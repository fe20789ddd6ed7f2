//! Request dispatch: proxy assignment, outcome handling, retry scheduling.
//!
//! The surrounding fetch engine calls [`RotatingProxyDispatcher::assign`]
//! before sending a request and [`RotatingProxyDispatcher::report_outcome`]
//! when it has a result; the dispatcher keeps the registry honest and tells
//! the engine whether to pass the result upstream, retry, or give up.

mod slot;

pub use slot::SlotTracker;

use std::sync::Arc;

use parking_lot::Mutex;
use tokio::sync::watch;
use tokio::task::JoinHandle;
use tracing::{debug, error, warn};

use crate::backoff;
use crate::config::Config;
use crate::error::{CarouselError, Result};
use crate::models::proxy::proxy_slot;
use crate::models::request::{BanSignal, Disposition, FetchRequest};
use crate::registry::{PoolStats, ProxyRegistry};
use crate::services::{LogStatsConfig, LogStatsService, ReanimatorConfig, ReanimatorService};
use crate::stats::{self, StatsSink, TracingStatsSink};

/// Assigns a rotating proxy to every outbound request and drives retries
/// when a proxy turns out to be banned.
pub struct RotatingProxyDispatcher {
    registry: Arc<ProxyRegistry>,
    slots: SlotTracker,
    sink: Arc<dyn StatsSink>,
    config: Config,
    shutdown_tx: watch::Sender<bool>,
    tasks: Mutex<Vec<JoinHandle<()>>>,
}

impl std::fmt::Debug for RotatingProxyDispatcher {
    fn fmt(&self, f: &mut std::fmt::Formatter<'_>) -> std::fmt::Result {
        f.debug_struct("RotatingProxyDispatcher")
            .field("config", &self.config)
            .finish_non_exhaustive()
    }
}

impl RotatingProxyDispatcher {
    /// Build a dispatcher from configuration.
    ///
    /// Loads the proxy source and fails with
    /// [`CarouselError::NotConfigured`] when no usable proxy survives
    /// cleanup, before any dispatch can begin.
    pub fn new(config: Config) -> Result<Self> {
        let entries = config.load_proxy_entries()?;
        let registry = ProxyRegistry::new(
            entries,
            Box::new(backoff::full_jitter(
                config.backoff_base,
                config.backoff_cap,
            )),
        );
        if registry.is_empty() {
            return Err(CarouselError::NotConfigured);
        }
        let (shutdown_tx, _) = watch::channel(false);
        Ok(Self {
            registry: Arc::new(registry),
            slots: SlotTracker::new(),
            sink: Arc::new(TracingStatsSink),
            config,
            shutdown_tx,
            tasks: Mutex::new(Vec::new()),
        })
    }

    /// Replace the default tracing sink with the collaborator's.
    pub fn with_stats_sink(mut self, sink: Arc<dyn StatsSink>) -> Self {
        self.sink = sink;
        self
    }

    pub fn registry(&self) -> Arc<ProxyRegistry> {
        self.registry.clone()
    }

    pub fn stats(&self) -> PoolStats {
        self.registry.stats()
    }

    /// In-flight request count for a concurrency slot.
    pub fn in_flight(&self, slot: &str) -> usize {
        self.slots.get(slot)
    }

    /// Bind a proxy and concurrency slot to an outbound request.
    ///
    /// Requests that already carry an externally supplied proxy are left
    /// alone. When the live pool is empty, the dispatcher either aborts
    /// (abort-on-empty configured) or resets the registry and draws once
    /// more; a second failure is fatal either way.
    pub fn assign(&self, request: &mut FetchRequest) -> Result<()> {
        if request.proxy.is_some() && !request.rotating {
            return Ok(());
        }
        let proxy = match self.registry.get_random() {
            Some(proxy) => proxy,
            None => {
                if self.config.stop_if_no_proxies {
                    error!("no proxies available; stopping dispatch");
                    return Err(CarouselError::NoProxiesAvailable);
                }
                warn!("no proxies available; marking all proxies as unchecked");
                self.registry.reset();
                match self.registry.get_random() {
                    Some(proxy) => proxy,
                    None => {
                        error!("no proxies available even after a reset");
                        return Err(CarouselError::NoProxiesAfterReset);
                    }
                }
            }
        };
        let slot = proxy_slot(&proxy);
        self.slots.acquire(&slot);
        request.proxy = Some(proxy);
        request.slot = Some(slot);
        request.rotating = true;
        Ok(())
    }

    /// Interpret the outcome of a dispatched request.
    ///
    /// The engine reports one [`BanSignal`] per attempt, whether the
    /// attempt produced a response or a transport exception. Outcomes for
    /// requests that bypassed rotation are ignored.
    pub fn report_outcome(&self, request: &FetchRequest, ban: BanSignal) -> Result<Disposition> {
        if !request.rotating {
            return Ok(Disposition::Untracked);
        }
        let Some(proxy) = request.proxy.as_deref() else {
            return Ok(Disposition::Untracked);
        };
        if self.registry.get_proxy(proxy).is_none() {
            return Ok(Disposition::Untracked);
        }
        if let Some(slot) = request.slot.as_deref() {
            self.slots.release(slot);
        }
        let disposition = match ban {
            BanSignal::Unknown => Ok(Disposition::NoSignal),
            BanSignal::Clean => {
                self.registry.mark_good(proxy);
                Ok(Disposition::Succeeded)
            }
            BanSignal::Banned => {
                self.registry.mark_dead(proxy);
                self.retry(request)
            }
        };
        stats::publish(&self.registry.stats(), self.sink.as_ref());
        disposition
    }

    /// Produce the follow-up attempt after a ban, or give up past the
    /// ceiling. The fresh request goes through the normal assignment path,
    /// so it gets a newly drawn proxy and the empty-pool policy applies.
    fn retry(&self, request: &FetchRequest) -> Result<Disposition> {
        let retries = request.retry_count + 1;
        let ceiling = request.max_retries.unwrap_or(self.config.max_retries);
        if retries <= ceiling {
            debug!(
                url = %request.url,
                retries,
                ceiling,
                "retrying with another proxy"
            );
            let mut retried = request.retry();
            self.assign(&mut retried)?;
            Ok(Disposition::Retry(retried))
        } else {
            debug!(
                url = %request.url,
                retries,
                "gave up retrying with different proxies"
            );
            Ok(Disposition::Exhausted { retries })
        }
    }

    /// Start the periodic reanimation sweep and stats logger.
    ///
    /// Must be called from within a tokio runtime. Idempotent while
    /// running.
    pub fn on_start(&self) {
        let mut tasks = self.tasks.lock();
        if !tasks.is_empty() {
            return;
        }
        if !self.config.reanimate_interval.is_zero() {
            let service = ReanimatorService::new(
                self.registry.clone(),
                ReanimatorConfig {
                    interval: self.config.reanimate_interval,
                },
            );
            let shutdown = self.shutdown_tx.subscribe();
            tasks.push(tokio::spawn(async move { service.run(shutdown).await }));
        }
        if !self.config.logstats_interval.is_zero() {
            let service = LogStatsService::new(
                self.registry.clone(),
                self.sink.clone(),
                LogStatsConfig {
                    interval: self.config.logstats_interval,
                },
            );
            let shutdown = self.shutdown_tx.subscribe();
            tasks.push(tokio::spawn(async move { service.run(shutdown).await }));
        }
    }

    /// Stop both periodic tasks and wait for them; no tick fires after
    /// this returns.
    pub async fn on_stop(&self) {
        let _ = self.shutdown_tx.send(true);
        let tasks: Vec<JoinHandle<()>> = std::mem::take(&mut *self.tasks.lock());
        for task in tasks {
            let _ = task.await;
        }
    }
}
# # #
**Task brief**.
Write the entries out again verbatim, every one of them.

**Expected output**.
repository fe20789ddd6ed7f2
//! Request dispatch: proxy assignment, outcome handling, retry scheduling.
//!
//! The surrounding fetch engine calls [`RotatingProxyDispatcher::assign`]
//! before sending a request and [`RotatingProxyDispatcher::report_outcome`]
//! when it has a result; the dispatcher keeps the registry honest and tells
//! the engine whether to pass the result upstream, retry, or give up.

mod slot;

pub use slot::SlotTracker;

use std::sync::Arc;

use parking_lot::Mutex;
use tokio::sync::watch;
use tokio::task::JoinHandle;
use tracing::{debug, error, warn};

use crate::backoff;
use crate::config::Config;
use crate::error::{CarouselError, Result};
use crate::models::proxy::proxy_slot;
use crate::models::request::{BanSignal, Disposition, FetchRequest};
use crate::registry::{PoolStats, ProxyRegistry};
use crate::services::{LogStatsConfig, LogStatsService, ReanimatorConfig, ReanimatorService};
use crate::stats::{self, StatsSink, TracingStatsSink};

/// Assigns a rotating proxy to every outbound request and drives retries
/// when a proxy turns out to be banned.
pub struct RotatingProxyDispatcher {
    registry: Arc<ProxyRegistry>,
    slots: SlotTracker,
    sink: Arc<dyn StatsSink>,
    config: Config,
    shutdown_tx: watch::Sender<bool>,
    tasks: Mutex<Vec<JoinHandle<()>>>,
}

impl std::fmt::Debug for RotatingProxyDispatcher {
    fn fmt(&self, f: &mut std::fmt::Formatter<'_>) -> std::fmt::Result {
        f.debug_struct("RotatingProxyDispatcher")
            .field("config", &self.config)
            .finish_non_exhaustive()
    }
}

impl RotatingProxyDispatcher {
    /// Build a dispatcher from configuration.
    ///
    /// Loads the proxy source and fails with
    /// [`CarouselError::NotConfigured`] when no usable proxy survives
    /// cleanup, before any dispatch can begin.
    pub fn new(config: Config) -> Result<Self> {
        let entries = config.load_proxy_entries()?;
        let registry = ProxyRegistry::new(
            entries,
            Box::new(backoff::full_jitter(
                config.backoff_base,
                config.backoff_cap,
            )),
        );
        if registry.is_empty() {
            return Err(CarouselError::NotConfigured);
        }
        let (shutdown_tx, _) = watch::channel(false);
        Ok(Self {
            registry: Arc::new(registry),
            slots: SlotTracker::new(),
            sink: Arc::new(TracingStatsSink),
            config,
            shutdown_tx,
            tasks: Mutex::new(Vec::new()),
        })
    }

    /// Replace the default tracing sink with the collaborator's.
    pub fn with_stats_sink(mut self, sink: Arc<dyn StatsSink>) -> Self {
        self.sink = sink;
        self
    }

    pub fn registry(&self) -> Arc<ProxyRegistry> {
        self.registry.clone()
    }

    pub fn stats(&self) -> PoolStats {
        self.registry.stats()
    }

    /// In-flight request count for a concurrency slot.
    pub fn in_flight(&self, slot: &str) -> usize {
        self.slots.get(slot)
    }

    /// Bind a proxy and concurrency slot to an outbound request.
    ///
    /// Requests that already carry an externally supplied proxy are left
    /// alone. When the live pool is empty, the dispatcher either aborts
    /// (abort-on-empty configured) or resets the registry and draws once
    /// more; a second failure is fatal either way.
    pub fn assign(&self, request: &mut FetchRequest) -> Result<()> {
        if request.proxy.is_some() && !request.rotating {
            return Ok(());
        }
        let proxy = match self.registry.get_random() {
            Some(proxy) => proxy,
            None => {
                if self.config.stop_if_no_proxies {
                    error!("no proxies available; stopping dispatch");
                    return Err(CarouselError::NoProxiesAvailable);
                }
                warn!("no proxies available; marking all proxies as unchecked");
                self.registry.reset();
                match self.registry.get_random() {
                    Some(proxy) => proxy,
                    None => {
                        error!("no proxies available even after a reset");
                        return Err(CarouselError::NoProxiesAfterReset);
                    }
                }
            }
        };
        let slot = proxy_slot(&proxy);
        self.slots.acquire(&slot);
        request.proxy = Some(proxy);
        request.slot = Some(slot);
        request.rotating = true;
        Ok(())
    }

    /// Interpret the outcome of a dispatched request.
    ///
    /// The engine reports one [`BanSignal`] per attempt, whether the
    /// attempt produced a response or a transport exception. Outcomes for
    /// requests that bypassed rotation are ignored.
    pub fn report_outcome(&self, request: &FetchRequest, ban: BanSignal) -> Result<Disposition> {
        if !request.rotating {
            return Ok(Disposition::Untracked);
        }
        let Some(proxy) = request.proxy.as_deref() else {
            return Ok(Disposition::Untracked);
        };
        if self.registry.get_proxy(proxy).is_none() {
            return Ok(Disposition::Untracked);
        }
        if let Some(slot) = request.slot.as_deref() {
            self.slots.release(slot);
        }
        let disposition = match ban {
            BanSignal::Unknown => Ok(Disposition::NoSignal),
            BanSignal::Clean => {
                self.registry.mark_good(proxy);
                Ok(Disposition::Succeeded)
            }
            BanSignal::Banned => {
                self.registry.mark_dead(proxy);
                self.retry(request)
            }
        };
        stats::publish(&self.registry.stats(), self.sink.as_ref());
        disposition
    }

    /// Produce the follow-up attempt after a ban, or give up past the
    /// ceiling. The fresh request goes through the normal assignment path,
    /// so it gets a newly drawn proxy and the empty-pool policy applies.
    fn retry(&self, request: &FetchRequest) -> Result<Disposition> {
        let retries = request.retry_count + 1;
        let ceiling = request.max_retries.unwrap_or(self.config.max_retries);
        if retries <= ceiling {
            debug!(
                url = %request.url,
                retries,
                ceiling,
                "retrying with another proxy"
            );
            let mut retried = request.retry();
            self.assign(&mut retried)?;
            Ok(Disposition::Retry(retried))
        } else {
            debug!(
                url = %request.url,
                retries,
                "gave up retrying with different proxies"
            );
            Ok(Disposition::Exhausted { retries })
        }
    }

    /// Start the periodic reanimation sweep and stats logger.
    ///
    /// Must be called from within a tokio runtime. Idempotent while
    /// running.
    pub fn on_start(&self) {
        let mut tasks = self.tasks.lock();
        if !tasks.is_empty() {
            return;
        }
        if !self.config.reanimate_interval.is_zero() {
            let service = ReanimatorService::new(
                self.registry.clone(),
                ReanimatorConfig {
                    interval: self.config.reanimate_interval,
                },
            );
            let shutdown = self.shutdown_tx.subscribe();
            tasks.push(tokio::spawn(async move { service.run(shutdown).await }));
        }
        if !self.config.logstats_interval.is_zero() {
            let service = LogStatsService::new(
                self.registry.clone(),
                self.sink.clone(),
                LogStatsConfig {
                    interval: self.config.logstats_interval,
                },
            );
            let shutdown = self.shutdown_tx.subscribe();
            tasks.push(tokio::spawn(async move { service.run(shutdown).await }));
        }
    }

    /// Stop both periodic tasks and wait for them; no tick fires after
    /// this returns.
    pub async fn on_stop(&self) {
        let _ = self.shutdown_tx.send(true);
        let tasks: Vec<JoinHandle<()>> = std::mem::take(&mut *self.tasks.lock());
        for task in tasks {
            let _ = task.await;
        }
    }
}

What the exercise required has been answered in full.